Epidermal growth factor down-regulates the expression of human hepatic stimulator substance via CCAAT/enhancer-binding protein β in HepG2 cells.

hHSS (human hepatic stimulator substance), acting as a hepatotrophic growth factor, promotes liver regeneration. However, the regulatory mechanisms for hHSS transcription are still poorly understood. In the present study, we investigated transcription of hHSS triggered by EGF (epidermal growth factor) and the role of C/EBPβ (CCAAT/enhancer-binding protein β) as a potential core factor responsible for hHSS transcription in HepG2 cells. The results show that EGF suppresses hHSS mRNA expression at early time points. Using a promoter deletion assay, we identified a proximal region (-358/-212) that is required for EGF suppression. Overexpression of C/EBPβ enhances EGF suppression of hHSS, and mutation of the C/EBPβ-binding site at -292/-279 or siRNA (short interfering RNA) interference abolishes EGF suppression. Furthermore, using an electrophoretic mobility-shift assay and chromatin immunoprecipitation analysis, we found that C/EBPβ specifically binds to the -292/-279 site that is responsible for EGF inhibition.

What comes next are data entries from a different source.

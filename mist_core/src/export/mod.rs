//! # Simulation Input Exporters
//!
//! Each exporter derives the numbers a simulation code needs from a
//! [`MaterialInformation`] and writes them in that code's input syntax.
//!
//! ## Formats
//!
//! - [`adamantine`]: phase-change heat conduction (`materials { ... }` blocks)
//! - [`additive_foam`]: CFD transport properties plus a liquid-fraction path
//! - [`three_d_thesis`]: semi-analytical heat source `Constants { ... }`
//! - [`exaca`]: cellular-automaton interface response function (JSON)
//!
//! Temperature-dependent properties are evaluated at a single reference
//! temperature, by convention the record's solidus/eutectic temperature. All
//! numeric values are resolved through [`Property::numeric_value_at`]; a
//! missing or non-numeric property is an export error, never a default.
//!
//! ## Example
//!
//! ```rust,no_run
//! use mist_core::export::{write_export, ExportFormat};
//! use mist_core::loader::load_file;
//! use mist_core::settings::ExportSettings;
//! use std::path::Path;
//!
//! let material = load_file(Path::new("SS316L.json"))?;
//! let written = write_export(&material, ExportFormat::Exaca, &ExportSettings::default(), Path::new("."))?;
//! println!("wrote {:?}", written);
//! # Ok::<(), mist_core::errors::MistError>(())
//! ```

pub mod adamantine;
pub mod additive_foam;
pub mod exaca;
pub mod three_d_thesis;

use std::path::{Path, PathBuf};

use serde::{Deserialize, Serialize};
use tracing::debug;

use crate::errors::MistResult;
use crate::material::MaterialInformation;
use crate::property::Property;
use crate::schema::ThermophysicalProperty;
use crate::settings::ExportSettings;

/// Supported simulation input formats.
#[derive(Debug, Clone, Copy, PartialEq, Eq, Hash, Serialize, Deserialize)]
#[serde(rename_all = "snake_case")]
pub enum ExportFormat {
    Adamantine,
    AdditiveFoam,
    ThreeDThesis,
    Exaca,
}

impl ExportFormat {
    pub const ALL: [ExportFormat; 4] = [
        ExportFormat::Adamantine,
        ExportFormat::AdditiveFoam,
        ExportFormat::ThreeDThesis,
        ExportFormat::Exaca,
    ];

    /// Name of the target code, used in error messages and logs
    pub fn code_name(&self) -> &'static str {
        match self {
            ExportFormat::Adamantine => "adamantine",
            ExportFormat::AdditiveFoam => "AdditiveFOAM",
            ExportFormat::ThreeDThesis => "3DThesis",
            ExportFormat::Exaca => "ExaCA",
        }
    }

    /// File names written by [`write_export`], one per artifact
    pub fn default_file_names(&self) -> &'static [&'static str] {
        match self {
            ExportFormat::Adamantine => &["adamantine_material.info"],
            ExportFormat::AdditiveFoam => &[
                additive_foam::TRANSPORT_FILE_NAME,
                additive_foam::THERMO_PATH_FILE_NAME,
            ],
            ExportFormat::ThreeDThesis => &["3dthesis_material.txt"],
            ExportFormat::Exaca => &["exaca_material_file.json"],
        }
    }
}

/// Render every artifact of `format` as `(file name, contents)` pairs.
pub fn render_export(
    material: &MaterialInformation,
    format: ExportFormat,
    settings: &ExportSettings,
) -> MistResult<Vec<(&'static str, String)>> {
    let reference_temperature = settings.reference_temperature_for(material)?;
    debug!(
        material = %material.name(),
        format = format.code_name(),
        reference_temperature,
        "exporting material"
    );

    let contents = match format {
        ExportFormat::Adamantine => vec![adamantine::render(material, reference_temperature)?],
        ExportFormat::AdditiveFoam => vec![
            additive_foam::render_transport_properties(material, reference_temperature)?,
            additive_foam::render_thermo_path(material, reference_temperature)?,
        ],
        ExportFormat::ThreeDThesis => vec![three_d_thesis::render(
            material,
            reference_temperature,
            settings.initial_temperature,
        )?],
        ExportFormat::Exaca => vec![exaca::render(material, reference_temperature)?],
    };

    Ok(format.default_file_names().iter().copied().zip(contents).collect())
}

/// Render `format` and write each artifact into `output_dir` under its default name.
///
/// Returns the paths written. Nothing is written if rendering fails.
pub fn write_export(
    material: &MaterialInformation,
    format: ExportFormat,
    settings: &ExportSettings,
    output_dir: &Path,
) -> MistResult<Vec<PathBuf>> {
    let artifacts = render_export(material, format, settings)?;

    let mut written = Vec::with_capacity(artifacts.len());
    for (file_name, contents) in artifacts {
        let path = output_dir.join(file_name);
        crate::file_io::write_atomic(&path, contents.as_bytes())?;
        written.push(path);
    }
    Ok(written)
}

/// A required property evaluated at the reference temperature.
pub(crate) fn resolve(
    material: &MaterialInformation,
    key: ThermophysicalProperty,
    format: ExportFormat,
    reference_temperature: f64,
) -> MistResult<f64> {
    require(material, key, format)?.numeric_value_at(reference_temperature)
}

pub(crate) fn require(
    material: &MaterialInformation,
    key: ThermophysicalProperty,
    format: ExportFormat,
) -> MistResult<&Property> {
    material.require(key, format.code_name())
}

/// Numbers as the downstream codes expect them: integral values keep a
/// trailing `.0` (`7955.0`), everything else uses the shortest round-trip form.
pub(crate) fn format_number(value: f64) -> String {
    if value.is_finite() && value.fract() == 0.0 && value.abs() < 1e16 {
        format!("{:.1}", value)
    } else {
        value.to_string()
    }
}


#[cfg(test)]
mod tests {
    use super::*;
    use crate::errors::MistError;
    use crate::material::MaterialBuilder;
    use std::env::temp_dir;

    #[test]
    fn test_format_number() {
        assert_eq!(format_number(7955.0), "7955.0");
        assert_eq!(format_number(-1.0), "-1.0");
        assert_eq!(format_number(686.5), "686.5");
        assert_eq!(format_number(1.9e-5), "0.000019");
    }

    #[test]
    fn test_render_export_names_artifacts() {
        let material = test_support::steel();
        for format in ExportFormat::ALL {
            let artifacts = render_export(&material, format, &ExportSettings::default()).unwrap();
            let names: Vec<&str> = artifacts.iter().map(|(name, _)| *name).collect();
            assert_eq!(names, format.default_file_names());
            assert!(artifacts.iter().all(|(_, contents)| !contents.is_empty()));
        }
    }

    #[test]
    fn test_export_requires_reference_temperature() {
        let material = MaterialBuilder::new("Empty", "").build();
        let err = render_export(&material, ExportFormat::Adamantine, &ExportSettings::default()).unwrap_err();
        assert!(matches!(err, MistError::MissingProperty { ref property, .. } if property == "solidus_eutectic_temperature"));
    }

    #[test]
    fn test_write_export_to_directory() {
        let dir = temp_dir().join("mist_export_test_additive_foam");
        std::fs::create_dir_all(&dir).unwrap();

        let material = test_support::steel();
        let written = write_export(&material, ExportFormat::AdditiveFoam, &ExportSettings::default(), &dir).unwrap();
        assert_eq!(written.len(), 2);
        for path in &written {
            assert!(path.exists());
        }

        let _ = std::fs::remove_dir_all(&dir);
    }
}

Moreover, using a knockin (overexpression) and knockdown strategy (siRNA), we confirmed that C/EBPβ is a key factor responsible for inhibition of hHSS mRNA expression. Pre-treatment with an inhibitor of JNK (c-Jun N-terminal kinase) or down-regulation of JNK1 with specific siRNA reverses EGF-inhibited hHSS expression. Our results provide a crucial regulatory mechanism for EGF in hHSS transcription within the promoter proximal region.